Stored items
· · · ·

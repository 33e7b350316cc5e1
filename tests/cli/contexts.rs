//! Tests for contexts and configuration bootstrap.

use crate::support::*;
use std::fs;

#[test]
fn test_contexts_bootstraps_config() {
    let t = Test::new();

    let output = t.run(&["contexts"]);
    assert_success(&output);
    assert_stdout_contains(&output, "* DEFAULT");

    let contents = fs::read_to_string(t.config_path()).unwrap();
    assert!(contents.starts_with("[DEFAULT]\n"));
    assert!(contents.contains("usegit = False"));
}

#[test]
fn test_contexts_marks_selected_section() {
    let t = Test::with_store();
    t.add_context("work", &t.dir.path().join("work-store"));

    let output = t.run(&["contexts", "-c", "work"]);
    assert_success(&output);
    let out = stdout(&output);
    assert!(out.contains("  DEFAULT"));
    assert!(out.contains("* work"));
}

#[test]
fn test_contexts_json_lists_names() {
    let t = Test::with_store();
    t.add_context("work", &t.dir.path().join("work-store"));
    t.add_context("home", &t.dir.path().join("home-store"));

    let (_, value) = t.json(&["contexts"]);
    assert_envelope_ok(&value);
    assert_eq!(value["data"], serde_json::json!(["DEFAULT", "work", "home"]));
}

#[test]
fn test_contexts_use_separate_stores() {
    let t = Test::with_store();
    t.seed(&["github.gpg"]);
    let other = t.dir.path().join("work-store");
    t.add_context("work", &other);
    fs::write(other.join("vpn.gpg"), PLACEHOLDER_CIPHERTEXT).unwrap();

    let (_, value) = t.json(&["list", "-c", "work"]);
    let names: Vec<&str> = value["data"]
        .as_array()
        .unwrap()
        .iter()
        .map(|e| e["f_name"].as_str().unwrap())
        .collect();
    assert_eq!(names, vec!["vpn"]);
}
//! Pouch - A personal GPG-backed password store.
//!
//! # Architecture
//!
//! ```text
//! src/
//! ├── cli/              # Command-line interface
//! │   ├── init          # Initialize a context and its store
//! │   ├── secrets       # Show, create, modify, delete password files
//! │   ├── folders       # Folder listing and management
//! │   ├── git           # init-git and git status/pull/push/sync
//! │   ├── contexts      # Configured contexts
//! │   ├── session       # Context loading shared by commands
//! │   ├── prompt        # Interactive prompts and selector
//! │   ├── output        # Terminal and JSON output
//! │   └── completions   # Shell completions
//! └── core/             # Core library components
//!     ├── codec         # Record <-> plaintext body
//!     ├── scanner       # Store tree -> ordered entries
//!     ├── config/       # ~/.pouchrc sections
//!     ├── cipher/       # Encryption backends
//!     │   ├── mod       # Cipher trait
//!     │   └── gpg       # GnuPG implementation
//!     ├── git           # Version control backend
//!     ├── select        # Candidate resolution
//!     └── store/        # Secret engine
//! ```
//!
//! # Features
//!
//! - One GPG-encrypted file per password, with username, url and comment
//! - Folders and case-insensitive filtering
//! - Several independent stores ("contexts") in one config file
//! - Optional git sync after every change
//! - JSON output for scripting

pub mod cli;
pub mod core;
pub mod error;
//! Cryptographic operations.
//!
//! Password files are encrypted with an external public-key backend. The
//! store only needs three things from it: encrypt a body for an identity,
//! decrypt a file, and list the identities that could be used.
//!
//! ## Backends
//!
//! - **GPG**: default, uses the `gpg` CLI and the user's keyring.
//!
//! ## Adding a New Backend
//!
//! 1. Implement the `Cipher` trait
//! 2. Add the implementation in a new file next to `gpg.rs`
//! 3. Re-export from this module

use std::path::Path;

use zeroize::Zeroizing;

use crate::core::domain::Identity;
use crate::error::Result;

mod gpg;

pub use gpg::{parse_colon_listing, Gpg};

/// Cryptographic backend trait.
pub trait Cipher {
    /// Encrypt `plaintext` for `identity`.
    ///
    /// # Returns
    ///
    /// The ciphertext exactly as it must be written to disk.
    ///
    /// # Errors
    ///
    /// `CipherError::InvalidIdentity` if the backend does not know the
    /// identity, `CipherError::EncryptionFailed` otherwise.
    fn encrypt(&self, plaintext: &str, identity: &str) -> Result<Vec<u8>>;

    /// Decrypt the file at `path`.
    ///
    /// # Errors
    ///
    /// `CipherError::DecryptionFailed` if the file cannot be decrypted.
    fn decrypt(&self, path: &Path) -> Result<Zeroizing<String>>;

    /// Secret keys available for decryption.
    fn identities(&self) -> Result<Vec<Identity>>;

    /// Backend name for display/logging.
    fn name(&self) -> &'static str;
}
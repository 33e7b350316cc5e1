//! Interactive prompts.
//!
//! Thin wrappers over dialoguer. Every prompt refuses to run without a
//! terminal on stdin instead of blocking.

use std::io::{self, IsTerminal};

use dialoguer::{Confirm, Editor, Input, Password, Select};
use zeroize::Zeroizing;

use crate::core::select::Selector;
use crate::error::{Result, SelectionError, ValidationError};

fn require_terminal(what: &str) -> Result<()> {
    if !io::stdin().is_terminal() {
        return Err(ValidationError::Interactive(what.to_string()).into());
    }
    Ok(())
}

/// Selector backed by a dialoguer list.
#[derive(Debug, Default, Clone, Copy)]
pub struct DialoguerSelector;

impl Selector for DialoguerSelector {
    fn select_one(&self, prompt: &str, items: &[String]) -> Result<usize> {
        require_terminal(prompt)?;
        Select::new()
            .with_prompt(prompt)
            .items(items)
            .default(0)
            .interact_opt()?
            .ok_or_else(|| SelectionError::Cancelled(prompt.to_string()).into())
    }
}

/// Ask for a single-line value. `current` is shown when modifying.
pub fn text(label: &str, current: Option<&str>) -> Result<String> {
    require_terminal(label)?;
    if let Some(current) = current {
        println!("Current value: {}", current);
    }
    let value: String = Input::new()
        .with_prompt(label)
        .allow_empty(true)
        .interact_text()?;
    Ok(value)
}

/// Ask for a single-line value with a default.
pub fn text_or(label: &str, default: &str) -> Result<String> {
    require_terminal(label)?;
    let value: String = Input::new()
        .with_prompt(label)
        .default(default.to_string())
        .interact_text()?;
    Ok(value)
}

/// Ask for a password twice, hidden.
///
/// # Errors
///
/// Returns `ValidationError::PasswordMismatch` when both entries differ.
pub fn password() -> Result<Zeroizing<String>> {
    require_terminal("password")?;
    let first = Zeroizing::new(
        Password::new()
            .with_prompt("Password")
            .allow_empty_password(true)
            .interact()?,
    );
    let second = Zeroizing::new(
        Password::new()
            .with_prompt("Confirm password")
            .allow_empty_password(true)
            .interact()?,
    );
    if *first != *second {
        return Err(ValidationError::PasswordMismatch.into());
    }
    Ok(first)
}

/// Ask a yes/no question, defaulting to no.
pub fn confirm(question: &str) -> Result<bool> {
    require_terminal(question)?;
    Confirm::new()
        .with_prompt(question)
        .default(false)
        .interact()
        .map_err(Into::into)
}

/// Open `text` in `$EDITOR`. `None` when the editor exits without saving.
pub fn edit(text: &str) -> Result<Option<String>> {
    require_terminal("editor")?;
    Ok(Editor::new().edit(text)?)
}
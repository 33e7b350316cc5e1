//! GPG cipher backend.
//!
//! Encrypts password files using GnuPG (GNU Privacy Guard).
//!
//! ## Requirements
//!
//! - `gpg` CLI must be installed
//! - The identity's public key must be in the keyring to encrypt
//! - The matching private key must be available to decrypt
//!
//! `GNUPGHOME` is honored, as with any gpg invocation.

use std::io::Write;
use std::path::Path;
use std::process::{Command, Stdio};

use tracing::trace;
use zeroize::Zeroizing;

use super::Cipher;
use crate::core::constants;
use crate::core::domain::Identity;
use crate::error::{CipherError, Result};

/// GPG cipher backend using gpg CLI
#[derive(Debug, Default, Clone, Copy)]
pub struct Gpg;

impl Gpg {
    /// Check if gpg CLI is available
    fn check_gpg() -> Result<()> {
        which::which("gpg").map_err(|_| {
            CipherError::BackendUnavailable(
                "gpg CLI not found. Install GnuPG from https://gnupg.org/download/".to_string(),
            )
        })?;
        Ok(())
    }

    fn is_identity_error(stderr: &str) -> bool {
        let stderr = stderr.to_lowercase();
        stderr.contains("no public key")
            || stderr.contains("unusable public key")
            || stderr.contains("no such user")
            || stderr.contains("skipped")
    }
}

impl Cipher for Gpg {
    fn name(&self) -> &'static str {
        "gpg"
    }

    fn encrypt(&self, plaintext: &str, identity: &str) -> Result<Vec<u8>> {
        trace!(plaintext_len = plaintext.len(), "encrypting with GPG");

        Self::check_gpg()?;

        if identity.trim().is_empty() {
            return Err(CipherError::InvalidIdentity("no identity configured".to_string()).into());
        }

        let mut cmd = Command::new("gpg");
        cmd.args([
            "--encrypt",
            "--armor",
            "--trust-model",
            "always",  // Trust the configured key without confirmation
            "--batch", // Non-interactive mode
            "--yes",   // Assume yes to all questions
            "--recipient",
            identity,
        ]);

        cmd.stdin(Stdio::piped())
            .stdout(Stdio::piped())
            .stderr(Stdio::piped());

        let mut child = cmd
            .spawn()
            .map_err(|e| CipherError::EncryptionFailed(format!("failed to spawn gpg: {}", e)))?;

        // Feed stdin from a second thread while stdout is drained, so large
        // bodies cannot fill both pipes.
        let stdin = child.stdin.take();
        let (written, output) = std::thread::scope(|scope| {
            let writer = scope.spawn(move || match stdin {
                Some(mut stdin) => stdin.write_all(plaintext.as_bytes()),
                None => Ok(()),
            });
            let output = child.wait_with_output();
            (writer.join(), output)
        });

        let output = output
            .map_err(|e| CipherError::EncryptionFailed(format!("gpg command failed: {}", e)))?;

        if !output.status.success() {
            let stderr = String::from_utf8_lossy(&output.stderr);
            if Self::is_identity_error(&stderr) {
                return Err(CipherError::InvalidIdentity(identity.to_string()).into());
            }
            return Err(
                CipherError::EncryptionFailed(format!("gpg encrypt failed: {}", stderr.trim())).into(),
            );
        }

        match written {
            Ok(Ok(())) => {}
            Ok(Err(e)) => {
                return Err(CipherError::EncryptionFailed(format!(
                    "failed to write plaintext: {}",
                    e
                ))
                .into())
            }
            Err(_) => {
                return Err(
                    CipherError::EncryptionFailed("plaintext writer panicked".to_string()).into(),
                )
            }
        }

        // An empty armor means gpg silently skipped the recipient
        if output.stdout.iter().all(u8::is_ascii_whitespace) {
            return Err(CipherError::InvalidIdentity(identity.to_string()).into());
        }

        trace!(ciphertext_len = output.stdout.len(), "encrypted with GPG");
        Ok(output.stdout)
    }

    fn decrypt(&self, path: &Path) -> Result<Zeroizing<String>> {
        trace!(path = %path.display(), "decrypting with GPG");

        if !path.is_file() {
            return Err(CipherError::DecryptionFailed(format!(
                "{} is not a file",
                path.display()
            ))
            .into());
        }
        if path.extension().and_then(|e| e.to_str()) != Some(constants::SECRET_EXT) {
            return Err(CipherError::DecryptionFailed(format!(
                "{} is not a gpg file",
                path.display()
            ))
            .into());
        }

        Self::check_gpg()?;

        // No --batch: a passphrase-protected key must be able to prompt
        let output = Command::new("gpg")
            .args(["--quiet", "--yes", "--decrypt"])
            .arg(path)
            .stdout(Stdio::piped())
            .stderr(Stdio::piped())
            .output()
            .map_err(|e| CipherError::DecryptionFailed(format!("failed to spawn gpg: {}", e)))?;

        if !output.status.success() {
            let stderr = String::from_utf8_lossy(&output.stderr);
            return Err(CipherError::DecryptionFailed(format!(
                "gpg decrypt failed: {}. Ensure you have the private key in your keyring.",
                stderr.trim()
            ))
            .into());
        }

        let plaintext = String::from_utf8(output.stdout)
            .map_err(|e| CipherError::DecryptionFailed(format!("UTF-8 error: {}", e)))?;

        trace!(plaintext_len = plaintext.len(), "decrypted with GPG");
        Ok(Zeroizing::new(plaintext))
    }

    fn identities(&self) -> Result<Vec<Identity>> {
        Self::check_gpg()?;

        let output = Command::new("gpg")
            .args(["--list-secret-keys", "--with-colons", "--fixed-list-mode"])
            .stdin(Stdio::null())
            .output()
            .map_err(|e| CipherError::BackendUnavailable(format!("failed to spawn gpg: {}", e)))?;

        if !output.status.success() {
            let stderr = String::from_utf8_lossy(&output.stderr);
            return Err(CipherError::BackendUnavailable(format!(
                "gpg --list-secret-keys failed: {}",
                stderr.trim()
            ))
            .into());
        }

        let listing = String::from_utf8_lossy(&output.stdout);
        let identities = parse_colon_listing(&listing);
        trace!(count = identities.len(), "listed GPG identities");
        Ok(identities)
    }
}

/// Undo gpg's `\xNN` escaping in colon listings.
fn unescape(field: &str) -> String {
    let mut out = String::with_capacity(field.len());
    let mut rest = field;
    while let Some(pos) = rest.find("\\x") {
        out.push_str(&rest[..pos]);
        let hex = rest.get(pos + 2..pos + 4);
        match hex.and_then(|h| u8::from_str_radix(h, 16).ok()) {
            Some(byte) if byte.is_ascii() => {
                out.push(byte as char);
                rest = &rest[pos + 4..];
            }
            _ => {
                out.push_str("\\x");
                rest = &rest[pos + 2..];
            }
        }
    }
    out.push_str(rest);
    out
}

/// Parse `gpg --list-secret-keys --with-colons` output.
///
/// Each `sec` record starts a key; its long key id is field 5. The first
/// `fpr` record after it is the primary fingerprint, and `uid` records
/// contribute user ids (field 10). Subkey records are ignored.
pub fn parse_colon_listing(listing: &str) -> Vec<Identity> {
    struct Pending {
        key_id: String,
        fingerprint: String,
        uids: Vec<String>,
        in_subkey: bool,
    }

    let mut identities = Vec::new();
    let mut pending: Option<Pending> = None;

    for line in listing.lines() {
        let fields: Vec<&str> = line.split(':').collect();
        match fields.first().copied() {
            Some("sec") => {
                if let Some(p) = pending.take() {
                    identities.push(Identity::new(p.key_id, p.fingerprint, p.uids));
                }
                pending = Some(Pending {
                    key_id: fields.get(4).copied().unwrap_or_default().to_string(),
                    fingerprint: String::new(),
                    uids: Vec::new(),
                    in_subkey: false,
                });
            }
            Some("fpr") => {
                if let Some(p) = pending.as_mut() {
                    if !p.in_subkey && p.fingerprint.is_empty() {
                        p.fingerprint = fields.get(9).copied().unwrap_or_default().to_string();
                    }
                }
            }
            Some("uid") => {
                if let Some(p) = pending.as_mut() {
                    if let Some(uid) = fields.get(9).filter(|u| !u.is_empty()) {
                        p.uids.push(unescape(uid));
                    }
                }
            }
            Some("ssb") => {
                if let Some(p) = pending.as_mut() {
                    p.in_subkey = true;
                }
            }
            _ => {}
        }
    }
    if let Some(p) = pending {
        identities.push(Identity::new(p.key_id, p.fingerprint, p.uids));
    }

    identities
        .into_iter()
        .filter(|i| !i.key_id().is_empty())
        .collect()
}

· · · ·

▶ _What to produce_: With the line holding "cannot be decrypted." as the first and the line holding "a dialoguer list." as the last, set down that range of the entries above exactly, and nothing else.

▶ _Solution below_:
    /// `CipherError::DecryptionFailed` if the file cannot be decrypted.
    fn decrypt(&self, path: &Path) -> Result<Zeroizing<String>>;

    /// Secret keys available for decryption.
    fn identities(&self) -> Result<Vec<Identity>>;

    /// Backend name for display/logging.
    fn name(&self) -> &'static str;
}
repository 33e7b350316cc5e1
//! Interactive prompts.
//!
//! Thin wrappers over dialoguer. Every prompt refuses to run without a
//! terminal on stdin instead of blocking.

use std::io::{self, IsTerminal};

use dialoguer::{Confirm, Editor, Input, Password, Select};
use zeroize::Zeroizing;

use crate::core::select::Selector;
use crate::error::{Result, SelectionError, ValidationError};

fn require_terminal(what: &str) -> Result<()> {
    if !io::stdin().is_terminal() {
        return Err(ValidationError::Interactive(what.to_string()).into());
    }
    Ok(())
}

/// Selector backed by a dialoguer list.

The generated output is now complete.